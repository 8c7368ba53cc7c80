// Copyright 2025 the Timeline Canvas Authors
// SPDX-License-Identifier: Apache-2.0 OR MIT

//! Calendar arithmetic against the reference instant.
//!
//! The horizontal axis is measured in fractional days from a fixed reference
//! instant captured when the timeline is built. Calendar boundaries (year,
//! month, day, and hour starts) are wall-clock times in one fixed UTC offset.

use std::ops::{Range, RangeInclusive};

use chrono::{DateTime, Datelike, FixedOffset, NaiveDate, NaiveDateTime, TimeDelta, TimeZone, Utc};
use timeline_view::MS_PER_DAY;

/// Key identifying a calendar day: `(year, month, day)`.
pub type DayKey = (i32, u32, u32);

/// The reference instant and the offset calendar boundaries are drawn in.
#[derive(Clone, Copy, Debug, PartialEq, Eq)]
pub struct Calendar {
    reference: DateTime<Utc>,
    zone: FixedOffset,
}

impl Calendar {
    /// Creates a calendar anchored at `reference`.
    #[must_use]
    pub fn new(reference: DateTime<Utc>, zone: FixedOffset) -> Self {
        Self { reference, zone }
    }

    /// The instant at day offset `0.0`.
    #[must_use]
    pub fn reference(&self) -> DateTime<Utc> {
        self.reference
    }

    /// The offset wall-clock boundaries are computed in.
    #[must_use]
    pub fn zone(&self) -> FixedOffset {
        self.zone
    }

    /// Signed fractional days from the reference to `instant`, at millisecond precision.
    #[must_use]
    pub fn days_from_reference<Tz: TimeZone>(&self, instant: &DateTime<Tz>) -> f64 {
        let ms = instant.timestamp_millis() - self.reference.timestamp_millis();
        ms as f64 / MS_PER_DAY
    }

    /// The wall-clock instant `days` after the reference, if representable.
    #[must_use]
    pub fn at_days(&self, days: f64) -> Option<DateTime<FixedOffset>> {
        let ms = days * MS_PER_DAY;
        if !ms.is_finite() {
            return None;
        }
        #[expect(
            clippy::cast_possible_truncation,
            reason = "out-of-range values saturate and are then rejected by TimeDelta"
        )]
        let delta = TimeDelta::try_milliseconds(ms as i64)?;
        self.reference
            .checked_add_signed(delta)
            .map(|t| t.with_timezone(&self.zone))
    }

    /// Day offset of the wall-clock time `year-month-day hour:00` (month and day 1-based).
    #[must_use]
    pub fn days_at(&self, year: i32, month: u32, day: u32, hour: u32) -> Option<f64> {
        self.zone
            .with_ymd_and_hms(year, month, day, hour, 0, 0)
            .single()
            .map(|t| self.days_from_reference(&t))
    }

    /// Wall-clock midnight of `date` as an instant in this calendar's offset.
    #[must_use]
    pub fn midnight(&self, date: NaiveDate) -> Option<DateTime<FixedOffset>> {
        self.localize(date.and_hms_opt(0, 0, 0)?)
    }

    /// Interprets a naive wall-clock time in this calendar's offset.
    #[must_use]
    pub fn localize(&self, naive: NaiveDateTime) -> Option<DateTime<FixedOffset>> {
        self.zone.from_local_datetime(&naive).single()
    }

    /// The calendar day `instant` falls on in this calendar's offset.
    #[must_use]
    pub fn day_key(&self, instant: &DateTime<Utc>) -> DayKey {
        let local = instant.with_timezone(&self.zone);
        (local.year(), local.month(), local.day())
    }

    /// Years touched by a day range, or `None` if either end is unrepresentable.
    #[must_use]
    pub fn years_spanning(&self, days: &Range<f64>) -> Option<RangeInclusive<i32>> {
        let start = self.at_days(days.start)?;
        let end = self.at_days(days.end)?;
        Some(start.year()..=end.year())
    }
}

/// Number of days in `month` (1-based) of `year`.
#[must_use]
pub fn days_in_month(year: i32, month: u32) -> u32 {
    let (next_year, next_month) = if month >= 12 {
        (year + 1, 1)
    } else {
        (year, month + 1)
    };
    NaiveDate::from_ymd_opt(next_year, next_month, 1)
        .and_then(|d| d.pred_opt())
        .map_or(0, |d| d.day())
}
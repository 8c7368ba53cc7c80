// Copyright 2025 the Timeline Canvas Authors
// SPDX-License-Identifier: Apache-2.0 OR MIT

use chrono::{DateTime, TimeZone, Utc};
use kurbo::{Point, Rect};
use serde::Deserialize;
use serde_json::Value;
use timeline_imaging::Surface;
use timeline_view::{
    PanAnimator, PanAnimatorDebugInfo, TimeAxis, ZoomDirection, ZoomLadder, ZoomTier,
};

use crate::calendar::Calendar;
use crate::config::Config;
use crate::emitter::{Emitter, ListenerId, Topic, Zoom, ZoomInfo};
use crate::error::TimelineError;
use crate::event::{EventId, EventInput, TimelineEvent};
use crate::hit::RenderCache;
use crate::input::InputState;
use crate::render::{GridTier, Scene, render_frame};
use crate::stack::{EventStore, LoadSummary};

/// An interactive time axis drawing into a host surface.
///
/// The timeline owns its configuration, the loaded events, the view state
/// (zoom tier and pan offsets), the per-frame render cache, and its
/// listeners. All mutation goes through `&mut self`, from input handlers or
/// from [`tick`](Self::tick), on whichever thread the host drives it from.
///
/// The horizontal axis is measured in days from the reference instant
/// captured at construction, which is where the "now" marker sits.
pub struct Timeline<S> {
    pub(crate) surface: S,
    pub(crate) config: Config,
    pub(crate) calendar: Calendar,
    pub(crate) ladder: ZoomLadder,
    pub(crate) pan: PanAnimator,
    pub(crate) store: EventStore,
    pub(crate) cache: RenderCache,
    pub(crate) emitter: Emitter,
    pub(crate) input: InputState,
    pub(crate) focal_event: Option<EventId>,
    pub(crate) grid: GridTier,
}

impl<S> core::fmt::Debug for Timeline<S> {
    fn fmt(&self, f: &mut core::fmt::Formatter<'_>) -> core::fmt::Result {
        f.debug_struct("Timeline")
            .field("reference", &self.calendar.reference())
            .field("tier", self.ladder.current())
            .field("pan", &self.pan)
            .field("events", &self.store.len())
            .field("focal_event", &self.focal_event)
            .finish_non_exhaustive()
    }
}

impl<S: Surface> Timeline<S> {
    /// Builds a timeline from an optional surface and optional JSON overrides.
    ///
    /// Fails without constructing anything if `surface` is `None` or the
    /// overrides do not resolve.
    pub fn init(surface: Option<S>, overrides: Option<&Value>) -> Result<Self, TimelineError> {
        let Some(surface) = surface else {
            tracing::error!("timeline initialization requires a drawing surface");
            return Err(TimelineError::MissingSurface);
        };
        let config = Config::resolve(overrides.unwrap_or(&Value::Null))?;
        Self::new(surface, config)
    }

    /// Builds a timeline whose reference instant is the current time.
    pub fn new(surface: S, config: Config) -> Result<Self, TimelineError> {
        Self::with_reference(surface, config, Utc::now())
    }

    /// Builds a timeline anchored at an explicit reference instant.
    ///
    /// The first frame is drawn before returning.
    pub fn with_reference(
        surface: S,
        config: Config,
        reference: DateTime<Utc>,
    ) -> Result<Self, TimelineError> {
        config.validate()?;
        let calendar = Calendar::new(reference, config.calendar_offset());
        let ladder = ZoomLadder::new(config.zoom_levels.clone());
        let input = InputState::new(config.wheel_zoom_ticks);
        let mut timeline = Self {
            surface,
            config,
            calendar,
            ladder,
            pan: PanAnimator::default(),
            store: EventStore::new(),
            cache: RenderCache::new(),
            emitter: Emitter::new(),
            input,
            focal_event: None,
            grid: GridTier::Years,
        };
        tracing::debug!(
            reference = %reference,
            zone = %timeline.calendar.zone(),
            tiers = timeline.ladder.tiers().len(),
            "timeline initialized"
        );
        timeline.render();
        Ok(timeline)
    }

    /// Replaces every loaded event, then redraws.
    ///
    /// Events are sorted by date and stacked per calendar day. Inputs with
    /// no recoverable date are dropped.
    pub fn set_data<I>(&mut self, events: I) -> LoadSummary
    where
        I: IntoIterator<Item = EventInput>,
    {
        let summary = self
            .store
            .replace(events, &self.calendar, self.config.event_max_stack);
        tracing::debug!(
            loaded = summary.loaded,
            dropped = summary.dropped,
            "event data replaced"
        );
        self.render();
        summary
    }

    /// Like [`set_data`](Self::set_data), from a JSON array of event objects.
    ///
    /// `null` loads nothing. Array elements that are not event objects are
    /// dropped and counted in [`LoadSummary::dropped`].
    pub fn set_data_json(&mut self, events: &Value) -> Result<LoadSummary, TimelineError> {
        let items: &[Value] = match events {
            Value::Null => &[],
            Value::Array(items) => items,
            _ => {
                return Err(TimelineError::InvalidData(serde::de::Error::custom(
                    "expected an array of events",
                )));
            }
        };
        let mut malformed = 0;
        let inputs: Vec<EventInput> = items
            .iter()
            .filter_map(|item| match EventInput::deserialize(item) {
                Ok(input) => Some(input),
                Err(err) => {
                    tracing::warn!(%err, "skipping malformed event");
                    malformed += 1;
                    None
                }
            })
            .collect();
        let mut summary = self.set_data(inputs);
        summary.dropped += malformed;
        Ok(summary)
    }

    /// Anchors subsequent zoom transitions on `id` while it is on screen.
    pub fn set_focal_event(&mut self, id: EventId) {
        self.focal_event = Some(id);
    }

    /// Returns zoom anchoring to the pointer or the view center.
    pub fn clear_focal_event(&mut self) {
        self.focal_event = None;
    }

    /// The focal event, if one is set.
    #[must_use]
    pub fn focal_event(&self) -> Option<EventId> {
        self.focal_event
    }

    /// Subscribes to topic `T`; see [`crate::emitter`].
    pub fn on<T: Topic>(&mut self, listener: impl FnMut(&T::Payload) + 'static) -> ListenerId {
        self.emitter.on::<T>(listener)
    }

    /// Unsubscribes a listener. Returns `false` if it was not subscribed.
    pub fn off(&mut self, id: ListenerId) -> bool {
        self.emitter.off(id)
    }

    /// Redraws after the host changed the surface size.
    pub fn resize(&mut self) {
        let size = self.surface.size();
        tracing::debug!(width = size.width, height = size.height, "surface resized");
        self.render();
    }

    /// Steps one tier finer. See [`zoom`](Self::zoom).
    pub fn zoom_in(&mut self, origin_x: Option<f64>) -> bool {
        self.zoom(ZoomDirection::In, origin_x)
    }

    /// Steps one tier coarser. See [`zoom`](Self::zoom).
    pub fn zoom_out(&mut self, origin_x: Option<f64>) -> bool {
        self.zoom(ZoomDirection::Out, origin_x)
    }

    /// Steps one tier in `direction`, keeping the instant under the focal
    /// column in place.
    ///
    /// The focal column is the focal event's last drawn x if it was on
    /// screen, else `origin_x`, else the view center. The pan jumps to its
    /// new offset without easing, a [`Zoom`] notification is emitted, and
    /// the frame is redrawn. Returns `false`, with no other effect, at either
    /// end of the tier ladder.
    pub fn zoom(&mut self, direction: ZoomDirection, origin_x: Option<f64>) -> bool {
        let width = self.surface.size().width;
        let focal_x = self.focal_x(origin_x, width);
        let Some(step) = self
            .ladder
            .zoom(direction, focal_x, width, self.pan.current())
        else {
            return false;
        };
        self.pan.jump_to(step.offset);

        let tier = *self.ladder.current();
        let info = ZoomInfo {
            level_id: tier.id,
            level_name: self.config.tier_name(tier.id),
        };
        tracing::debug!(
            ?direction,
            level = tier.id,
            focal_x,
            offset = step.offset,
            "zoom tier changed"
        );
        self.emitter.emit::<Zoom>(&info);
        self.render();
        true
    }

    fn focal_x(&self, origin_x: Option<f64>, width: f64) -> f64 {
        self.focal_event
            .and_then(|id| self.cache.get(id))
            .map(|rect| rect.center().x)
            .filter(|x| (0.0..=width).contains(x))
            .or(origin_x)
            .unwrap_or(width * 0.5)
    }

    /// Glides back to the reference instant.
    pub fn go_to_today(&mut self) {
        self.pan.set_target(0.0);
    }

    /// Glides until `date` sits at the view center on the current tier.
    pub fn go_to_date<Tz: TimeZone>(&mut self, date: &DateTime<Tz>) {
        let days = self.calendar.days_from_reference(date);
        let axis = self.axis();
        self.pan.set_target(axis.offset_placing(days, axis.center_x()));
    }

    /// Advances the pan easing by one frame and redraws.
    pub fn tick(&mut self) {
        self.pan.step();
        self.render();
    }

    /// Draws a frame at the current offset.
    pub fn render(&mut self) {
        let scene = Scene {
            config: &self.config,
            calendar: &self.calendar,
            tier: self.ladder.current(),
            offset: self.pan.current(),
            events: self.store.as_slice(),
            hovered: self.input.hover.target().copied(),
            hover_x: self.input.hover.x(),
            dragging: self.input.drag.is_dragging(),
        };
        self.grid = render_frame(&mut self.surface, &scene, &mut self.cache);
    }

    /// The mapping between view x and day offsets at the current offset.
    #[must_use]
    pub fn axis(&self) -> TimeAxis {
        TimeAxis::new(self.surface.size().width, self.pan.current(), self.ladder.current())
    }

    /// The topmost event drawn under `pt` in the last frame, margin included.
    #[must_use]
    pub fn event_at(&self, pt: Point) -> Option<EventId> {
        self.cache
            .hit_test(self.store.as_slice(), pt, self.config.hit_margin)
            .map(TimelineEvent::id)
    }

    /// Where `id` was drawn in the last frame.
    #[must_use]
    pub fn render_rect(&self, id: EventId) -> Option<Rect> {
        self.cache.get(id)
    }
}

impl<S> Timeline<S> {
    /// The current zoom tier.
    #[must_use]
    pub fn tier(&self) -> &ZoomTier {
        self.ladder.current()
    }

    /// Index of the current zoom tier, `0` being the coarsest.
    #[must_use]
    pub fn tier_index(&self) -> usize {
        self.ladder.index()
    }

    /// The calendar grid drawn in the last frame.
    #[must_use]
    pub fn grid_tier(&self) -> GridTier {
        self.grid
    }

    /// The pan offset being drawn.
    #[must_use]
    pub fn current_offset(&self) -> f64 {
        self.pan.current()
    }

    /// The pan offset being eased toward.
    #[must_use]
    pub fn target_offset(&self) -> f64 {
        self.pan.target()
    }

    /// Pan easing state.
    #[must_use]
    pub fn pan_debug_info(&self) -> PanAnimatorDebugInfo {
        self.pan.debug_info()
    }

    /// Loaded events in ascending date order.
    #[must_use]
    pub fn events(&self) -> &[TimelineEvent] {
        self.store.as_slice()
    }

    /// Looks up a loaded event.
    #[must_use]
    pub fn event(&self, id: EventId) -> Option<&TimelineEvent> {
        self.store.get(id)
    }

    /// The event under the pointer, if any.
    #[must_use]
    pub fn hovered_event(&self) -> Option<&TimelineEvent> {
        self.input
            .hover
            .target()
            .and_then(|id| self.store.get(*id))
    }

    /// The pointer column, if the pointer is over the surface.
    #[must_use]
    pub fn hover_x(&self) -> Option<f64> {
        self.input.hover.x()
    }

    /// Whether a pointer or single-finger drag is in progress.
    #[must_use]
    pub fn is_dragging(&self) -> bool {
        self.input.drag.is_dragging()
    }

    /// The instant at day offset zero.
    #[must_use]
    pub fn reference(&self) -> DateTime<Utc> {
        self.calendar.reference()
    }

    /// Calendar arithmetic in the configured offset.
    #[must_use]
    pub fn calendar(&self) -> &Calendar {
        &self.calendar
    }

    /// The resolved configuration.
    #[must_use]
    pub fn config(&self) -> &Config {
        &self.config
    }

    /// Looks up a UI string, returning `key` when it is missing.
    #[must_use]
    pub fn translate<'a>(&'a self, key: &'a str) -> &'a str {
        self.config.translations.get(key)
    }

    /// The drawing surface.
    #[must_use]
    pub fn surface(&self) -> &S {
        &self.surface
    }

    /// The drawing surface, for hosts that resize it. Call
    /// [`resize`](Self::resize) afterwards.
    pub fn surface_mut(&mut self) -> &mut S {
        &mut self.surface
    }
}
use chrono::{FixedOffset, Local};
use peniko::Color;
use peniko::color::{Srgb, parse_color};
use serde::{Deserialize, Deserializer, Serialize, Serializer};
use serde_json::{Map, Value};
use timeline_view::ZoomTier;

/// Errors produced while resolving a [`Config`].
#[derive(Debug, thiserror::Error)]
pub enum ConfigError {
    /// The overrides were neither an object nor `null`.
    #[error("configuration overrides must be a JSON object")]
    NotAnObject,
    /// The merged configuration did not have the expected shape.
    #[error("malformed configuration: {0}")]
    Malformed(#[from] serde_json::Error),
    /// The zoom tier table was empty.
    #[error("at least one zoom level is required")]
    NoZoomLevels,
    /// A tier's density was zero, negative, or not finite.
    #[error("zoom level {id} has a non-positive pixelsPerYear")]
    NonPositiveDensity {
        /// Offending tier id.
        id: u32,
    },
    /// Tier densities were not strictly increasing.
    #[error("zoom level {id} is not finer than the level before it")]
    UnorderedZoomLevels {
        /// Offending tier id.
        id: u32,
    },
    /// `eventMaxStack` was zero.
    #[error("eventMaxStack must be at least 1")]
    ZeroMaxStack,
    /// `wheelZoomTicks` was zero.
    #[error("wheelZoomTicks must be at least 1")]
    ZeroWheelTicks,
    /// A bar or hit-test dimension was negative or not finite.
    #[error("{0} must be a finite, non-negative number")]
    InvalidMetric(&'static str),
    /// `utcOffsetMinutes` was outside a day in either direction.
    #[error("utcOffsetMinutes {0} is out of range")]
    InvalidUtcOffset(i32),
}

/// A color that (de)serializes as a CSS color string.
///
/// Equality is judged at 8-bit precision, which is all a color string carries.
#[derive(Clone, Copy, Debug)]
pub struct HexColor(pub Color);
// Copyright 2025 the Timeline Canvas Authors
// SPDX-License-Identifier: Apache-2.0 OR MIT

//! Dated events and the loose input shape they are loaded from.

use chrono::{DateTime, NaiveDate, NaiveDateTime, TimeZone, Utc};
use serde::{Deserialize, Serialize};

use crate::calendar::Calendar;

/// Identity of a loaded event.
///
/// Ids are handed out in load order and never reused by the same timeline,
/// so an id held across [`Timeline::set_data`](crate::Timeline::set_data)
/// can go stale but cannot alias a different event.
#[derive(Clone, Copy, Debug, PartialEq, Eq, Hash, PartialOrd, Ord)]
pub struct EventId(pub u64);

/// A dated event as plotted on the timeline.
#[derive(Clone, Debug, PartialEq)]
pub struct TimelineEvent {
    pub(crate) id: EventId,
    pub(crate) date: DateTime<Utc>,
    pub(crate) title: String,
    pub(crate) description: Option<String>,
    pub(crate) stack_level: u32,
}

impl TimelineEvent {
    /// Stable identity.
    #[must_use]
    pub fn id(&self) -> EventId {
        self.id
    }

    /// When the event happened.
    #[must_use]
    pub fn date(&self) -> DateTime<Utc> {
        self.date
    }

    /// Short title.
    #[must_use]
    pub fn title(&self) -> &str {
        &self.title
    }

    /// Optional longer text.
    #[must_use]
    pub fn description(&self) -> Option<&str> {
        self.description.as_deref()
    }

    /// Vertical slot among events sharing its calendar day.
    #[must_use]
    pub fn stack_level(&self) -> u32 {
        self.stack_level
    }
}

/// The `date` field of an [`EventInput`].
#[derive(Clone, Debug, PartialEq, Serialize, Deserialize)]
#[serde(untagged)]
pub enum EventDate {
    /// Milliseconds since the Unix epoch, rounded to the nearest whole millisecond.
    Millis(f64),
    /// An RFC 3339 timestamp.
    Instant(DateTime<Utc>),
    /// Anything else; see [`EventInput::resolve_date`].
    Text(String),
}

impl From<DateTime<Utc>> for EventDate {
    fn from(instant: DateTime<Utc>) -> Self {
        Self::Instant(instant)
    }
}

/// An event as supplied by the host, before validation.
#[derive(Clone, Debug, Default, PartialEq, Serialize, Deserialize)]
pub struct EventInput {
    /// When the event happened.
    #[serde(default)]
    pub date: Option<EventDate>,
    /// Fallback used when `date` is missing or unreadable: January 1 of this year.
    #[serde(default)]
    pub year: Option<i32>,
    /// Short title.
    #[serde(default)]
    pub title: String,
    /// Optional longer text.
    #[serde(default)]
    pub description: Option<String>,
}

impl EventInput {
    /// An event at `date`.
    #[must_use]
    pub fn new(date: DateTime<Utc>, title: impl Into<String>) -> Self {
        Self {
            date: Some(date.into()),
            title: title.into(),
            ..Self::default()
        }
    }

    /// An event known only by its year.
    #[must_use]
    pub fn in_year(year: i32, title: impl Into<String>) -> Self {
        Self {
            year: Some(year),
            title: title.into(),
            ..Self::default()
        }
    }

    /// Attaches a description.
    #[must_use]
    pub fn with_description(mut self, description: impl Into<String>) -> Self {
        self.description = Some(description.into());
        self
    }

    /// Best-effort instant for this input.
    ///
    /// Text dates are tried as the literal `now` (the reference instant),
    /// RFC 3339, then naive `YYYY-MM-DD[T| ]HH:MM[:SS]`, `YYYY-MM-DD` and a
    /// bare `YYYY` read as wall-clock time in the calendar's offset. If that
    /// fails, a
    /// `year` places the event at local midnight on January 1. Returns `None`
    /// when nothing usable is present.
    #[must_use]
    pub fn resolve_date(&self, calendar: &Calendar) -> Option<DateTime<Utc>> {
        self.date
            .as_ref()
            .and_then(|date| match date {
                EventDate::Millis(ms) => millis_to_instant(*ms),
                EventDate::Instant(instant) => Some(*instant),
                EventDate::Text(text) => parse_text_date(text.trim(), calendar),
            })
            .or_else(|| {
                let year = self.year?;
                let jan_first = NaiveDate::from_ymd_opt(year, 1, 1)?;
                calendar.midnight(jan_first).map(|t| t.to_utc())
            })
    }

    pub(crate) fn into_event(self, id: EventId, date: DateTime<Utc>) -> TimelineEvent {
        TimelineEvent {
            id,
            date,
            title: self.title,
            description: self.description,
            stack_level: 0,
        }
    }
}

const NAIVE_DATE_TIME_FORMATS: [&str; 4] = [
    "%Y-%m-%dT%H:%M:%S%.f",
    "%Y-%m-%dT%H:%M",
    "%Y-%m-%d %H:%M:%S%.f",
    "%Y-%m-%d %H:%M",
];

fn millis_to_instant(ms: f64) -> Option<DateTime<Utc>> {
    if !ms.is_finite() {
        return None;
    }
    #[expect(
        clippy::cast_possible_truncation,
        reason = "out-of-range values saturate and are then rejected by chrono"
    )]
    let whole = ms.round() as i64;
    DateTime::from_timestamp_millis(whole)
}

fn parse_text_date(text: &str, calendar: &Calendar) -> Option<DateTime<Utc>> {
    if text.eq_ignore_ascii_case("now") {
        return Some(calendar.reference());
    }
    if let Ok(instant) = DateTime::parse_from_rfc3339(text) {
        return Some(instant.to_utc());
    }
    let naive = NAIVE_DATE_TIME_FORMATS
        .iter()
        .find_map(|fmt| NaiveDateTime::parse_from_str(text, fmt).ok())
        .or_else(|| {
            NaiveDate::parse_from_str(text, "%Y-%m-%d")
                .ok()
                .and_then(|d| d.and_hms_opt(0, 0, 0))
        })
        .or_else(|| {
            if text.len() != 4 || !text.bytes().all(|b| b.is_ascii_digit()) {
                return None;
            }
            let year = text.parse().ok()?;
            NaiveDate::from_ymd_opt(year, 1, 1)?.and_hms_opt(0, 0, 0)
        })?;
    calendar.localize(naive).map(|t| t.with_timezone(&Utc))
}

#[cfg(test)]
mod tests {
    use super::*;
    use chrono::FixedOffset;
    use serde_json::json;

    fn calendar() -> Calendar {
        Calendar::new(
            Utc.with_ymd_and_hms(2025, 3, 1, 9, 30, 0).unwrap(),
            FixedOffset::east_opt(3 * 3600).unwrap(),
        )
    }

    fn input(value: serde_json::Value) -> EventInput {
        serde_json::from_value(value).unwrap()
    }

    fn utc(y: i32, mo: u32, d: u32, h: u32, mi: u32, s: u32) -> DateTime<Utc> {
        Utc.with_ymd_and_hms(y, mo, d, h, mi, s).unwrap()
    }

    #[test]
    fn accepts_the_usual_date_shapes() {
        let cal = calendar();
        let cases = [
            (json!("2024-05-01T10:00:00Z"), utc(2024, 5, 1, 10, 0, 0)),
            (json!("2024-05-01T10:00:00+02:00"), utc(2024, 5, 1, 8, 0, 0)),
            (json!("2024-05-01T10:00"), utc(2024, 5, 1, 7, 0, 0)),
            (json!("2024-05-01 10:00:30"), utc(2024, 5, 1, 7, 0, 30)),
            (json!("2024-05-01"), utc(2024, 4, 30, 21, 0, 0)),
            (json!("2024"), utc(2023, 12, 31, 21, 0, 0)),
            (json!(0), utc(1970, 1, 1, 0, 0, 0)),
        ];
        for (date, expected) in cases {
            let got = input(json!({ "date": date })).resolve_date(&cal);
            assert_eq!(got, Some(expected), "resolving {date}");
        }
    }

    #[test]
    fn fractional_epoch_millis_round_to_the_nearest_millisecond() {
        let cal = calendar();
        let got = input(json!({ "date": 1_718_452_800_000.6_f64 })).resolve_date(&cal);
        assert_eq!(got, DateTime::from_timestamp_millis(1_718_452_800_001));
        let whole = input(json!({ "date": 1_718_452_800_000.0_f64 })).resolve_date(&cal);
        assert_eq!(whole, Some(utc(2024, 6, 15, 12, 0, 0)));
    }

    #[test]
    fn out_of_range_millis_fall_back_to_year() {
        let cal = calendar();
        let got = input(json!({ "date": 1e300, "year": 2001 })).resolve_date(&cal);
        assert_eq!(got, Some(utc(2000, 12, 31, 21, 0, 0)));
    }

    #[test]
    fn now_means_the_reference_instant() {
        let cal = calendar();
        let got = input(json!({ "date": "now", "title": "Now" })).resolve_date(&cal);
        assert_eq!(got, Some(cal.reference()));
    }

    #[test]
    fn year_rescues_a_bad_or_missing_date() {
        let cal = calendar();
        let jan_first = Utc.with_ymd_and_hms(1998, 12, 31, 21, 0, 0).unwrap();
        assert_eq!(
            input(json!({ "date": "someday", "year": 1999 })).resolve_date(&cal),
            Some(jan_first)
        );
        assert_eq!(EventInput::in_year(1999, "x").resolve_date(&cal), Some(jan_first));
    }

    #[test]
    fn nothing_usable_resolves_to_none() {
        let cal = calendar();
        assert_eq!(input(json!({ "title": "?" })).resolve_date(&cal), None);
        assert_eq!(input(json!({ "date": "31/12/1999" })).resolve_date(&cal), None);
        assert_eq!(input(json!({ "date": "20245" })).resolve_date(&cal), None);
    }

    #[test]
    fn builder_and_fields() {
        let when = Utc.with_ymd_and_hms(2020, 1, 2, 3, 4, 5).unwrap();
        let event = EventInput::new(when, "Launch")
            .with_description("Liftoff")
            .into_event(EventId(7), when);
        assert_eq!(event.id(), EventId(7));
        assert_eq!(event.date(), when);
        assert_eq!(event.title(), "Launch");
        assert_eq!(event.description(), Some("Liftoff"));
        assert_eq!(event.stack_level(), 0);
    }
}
+++
*Work item*. What is needed is an exact copy of the lines above, from the one containing "Ok(summary)" through the one containing "focal_x, width, self.pan.current())", with nothing added.

*Written solution*.
        Ok(summary)
    }

    /// Anchors subsequent zoom transitions on `id` while it is on screen.
    pub fn set_focal_event(&mut self, id: EventId) {
        self.focal_event = Some(id);
    }

    /// Returns zoom anchoring to the pointer or the view center.
    pub fn clear_focal_event(&mut self) {
        self.focal_event = None;
    }

    /// The focal event, if one is set.
    #[must_use]
    pub fn focal_event(&self) -> Option<EventId> {
        self.focal_event
    }

    /// Subscribes to topic `T`; see [`crate::emitter`].
    pub fn on<T: Topic>(&mut self, listener: impl FnMut(&T::Payload) + 'static) -> ListenerId {
        self.emitter.on::<T>(listener)
    }

    /// Unsubscribes a listener. Returns `false` if it was not subscribed.
    pub fn off(&mut self, id: ListenerId) -> bool {
        self.emitter.off(id)
    }

    /// Redraws after the host changed the surface size.
    pub fn resize(&mut self) {
        let size = self.surface.size();
        tracing::debug!(width = size.width, height = size.height, "surface resized");
        self.render();
    }

    /// Steps one tier finer. See [`zoom`](Self::zoom).
    pub fn zoom_in(&mut self, origin_x: Option<f64>) -> bool {
        self.zoom(ZoomDirection::In, origin_x)
    }

    /// Steps one tier coarser. See [`zoom`](Self::zoom).
    pub fn zoom_out(&mut self, origin_x: Option<f64>) -> bool {
        self.zoom(ZoomDirection::Out, origin_x)
    }

    /// Steps one tier in `direction`, keeping the instant under the focal
    /// column in place.
    ///
    /// The focal column is the focal event's last drawn x if it was on
    /// screen, else `origin_x`, else the view center. The pan jumps to its
    /// new offset without easing, a [`Zoom`] notification is emitted, and
    /// the frame is redrawn. Returns `false`, with no other effect, at either
    /// end of the tier ladder.
    pub fn zoom(&mut self, direction: ZoomDirection, origin_x: Option<f64>) -> bool {
        let width = self.surface.size().width;
        let focal_x = self.focal_x(origin_x, width);
        let Some(step) = self
            .ladder
            .zoom(direction, focal_x, width, self.pan.current())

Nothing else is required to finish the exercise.